Published: 15 November 2017 15 November 2017
As you can tell from my site, a variety of pancake recipes are featured. One that is my grandson's favorite and a 'must-make' when I'm with them; the others are adapted from other recipes. This one I found on the UC Davis Integrative Medicine site, and with just a few tweaks, this has become my all time favorite. The pancakes are light, not at all soggy and wonderfully tasty. I had a friend for breakfast and she raved! Pancake house - you're in the dark!!! Let me know what you think.
This recipe makes anywhere from 12 - 15 pancakes, depending on size. Some prefer dollar size pancakes; others the he-man size. Your choice! Recipe can be halved!
- 2 cups unsweetened almond milk or other favorite non-dairy milk
- 1 1/2 cups whole wheat pastry flour (I often do half WWPF and half spelt; you can also use a gluten free flour.)
- 1/2 cup rolled oats
- 1 banana, mashed
- 1 T maple syrup
- 1T orange juice (or you can use 2 T maple syrup)
- 2 T baking powder
- 2 T ground flaxseed meal
- zest from one large orange
- 1/2 cup blueberries (fresh or frozen)
- Place the rolled oats into high speed blender or food processor until it becomes flour like.
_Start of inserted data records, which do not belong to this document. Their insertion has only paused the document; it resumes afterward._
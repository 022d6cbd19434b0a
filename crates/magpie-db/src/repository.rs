//! The repository contract consumed by the scrape orchestrator.
//!
//! The trait is the seam that lets the orchestrator run against an
//! in-memory double in tests; [`Database`](crate::Database) is the concrete
//! `SQLite` implementation.

use crate::error::Result;
use crate::{details, listings, Database};
use async_trait::async_trait;
use magpie_core::{JobDetail, JobListing};

/// Idempotent upsert storage for scraped job records.
///
/// All upserts overwrite by `job_id`; `listings_missing_detail` derives the
/// enrichment work queue and returns listings in unspecified order.
#[async_trait]
pub trait JobRepository: Send + Sync {
    /// Insert or overwrite a listing.
    async fn upsert_listing(&self, listing: &JobListing) -> Result<()>;

    /// Insert or overwrite a listing together with its detail, atomically.
    async fn upsert_listing_with_detail(
        &self,
        listing: &JobListing,
        detail: &JobDetail,
    ) -> Result<()>;

    /// Every listing whose id has no corresponding detail row.
    async fn listings_missing_detail(&self) -> Result<Vec<JobListing>>;

    /// Release the underlying storage resources.
    async fn close(&self);
}

#[async_trait]
impl JobRepository for Database {
    async fn upsert_listing(&self, listing: &JobListing) -> Result<()> {
        listings::upsert(self.pool(), listing).await
    }

    async fn upsert_listing_with_detail(
        &self,
        listing: &JobListing,
        detail: &JobDetail,
    ) -> Result<()> {
        let mut tx = self.pool().begin().await?;
        listings::upsert(&mut *tx, listing).await?;
        details::upsert(&mut *tx, detail).await?;
        tx.commit().await?;
        Ok(())
    }

    async fn listings_missing_detail(&self) -> Result<Vec<JobListing>> {
        listings::missing_detail(self.pool()).await
    }

    async fn close(&self) {
        Database::close(self).await;
    }
}

#[cfg(test)]
mod tests {
    use super::*;
    use chrono::{TimeZone, Utc};
    use magpie_core::JobId;

    async fn setup_db() -> Database {
        let db = Database::new(":memory:").await.expect("create database");
        db.run_migrations().await.expect("run migrations");
        db
    }

    fn listing(job_id: &str) -> JobListing {
        JobListing {
            job_id: JobId::new(job_id).expect("valid job id"),
            title: "Engineer".to_string(),
            detail_url: format!("https://www.seek.co.nz/job/{job_id}"),
            summary: "A role".to_string(),
            company: "Acme".to_string(),
            location: "Auckland".to_string(),
            country_code: "NZ".to_string(),
            listed_at: Utc.with_ymd_and_hms(2025, 6, 1, 8, 0, 0).unwrap(),
            salary: None,
            work_type: None,
            classification: None,
            sub_classification: None,
            work_arrangements: None,
        }
    }

    fn detail(job_id: &str) -> JobDetail {
        JobDetail {
            job_id: JobId::new(job_id).expect("valid job id"),
            status: "Active".to_string(),
            is_expired: false,
            content: "body".to_string(),
            is_verified: None,
            expires_at: None,
        }
    }

    #[tokio::test]
    async fn test_combined_upsert_is_atomic_pair() {
        let db = setup_db().await;

        db.upsert_listing_with_detail(&listing("100"), &detail("100"))
            .await
            .expect("combined upsert");

        assert_eq!(listings::count(db.pool()).await.expect("count"), 1);
        assert_eq!(details::count(db.pool()).await.expect("count"), 1);
    }

    #[tokio::test]
    async fn test_missing_detail_converges_to_empty() {
        let db = setup_db().await;

        for id in ["1", "2", "3"] {
            db.upsert_listing(&listing(id)).await.expect("upsert");
        }
        assert_eq!(
            db.listings_missing_detail().await.expect("pending").len(),
            3
        );

        for pending in db.listings_missing_detail().await.expect("pending") {
            let d = detail(pending.job_id.as_str());
            db.upsert_listing_with_detail(&pending, &d)
                .await
                .expect("enrich");
        }

        assert!(db
            .listings_missing_detail()
            .await
            .expect("pending")
            .is_empty());
    }
}
use super::run::print_report;
use super::{spin_fail, spin_ok, spinner, Context, EXIT_FAILURE, EXIT_SUCCESS};

pub fn run(ctx: &Context, run_id: Option<&str>) -> Result<u8, String> {
    let orchestrator = ctx.orchestrator()?;
    let pb = (!ctx.json).then(|| spinner("rolling back..."));
    let report = match orchestrator.rollback_run(run_id) {
        Ok(report) => report,
        Err(e) => {
            if let Some(pb) = &pb {
                spin_fail(pb, "rollback did not start");
            }
            return Err(e.to_string());
        }
    };
    if let Some(pb) = &pb {
        if report.rollback_clean {
            spin_ok(pb, &format!("run {} rolled back", report.run_id));
        } else {
            spin_fail(pb, &format!("run {} partially rolled back", report.run_id));
        }
    }

    print_report(&report, ctx.json)?;
    Ok(if report.rollback_clean {
        EXIT_SUCCESS
    } else {
        EXIT_FAILURE
    })
}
- To the oat flour add the wheat flour, baking powder, flaxmeal and orange rind into blender and pulse to combine.
- Then add the mashed banana, almond milk, maple syrup/orange juice combination, and mix again.
- When batter is mixed, gently fold in the blueberries, if using.
Heat your favorite griddle and enjoy. What's easy is that all the ingredients are mixed in blender so clean-up is easy.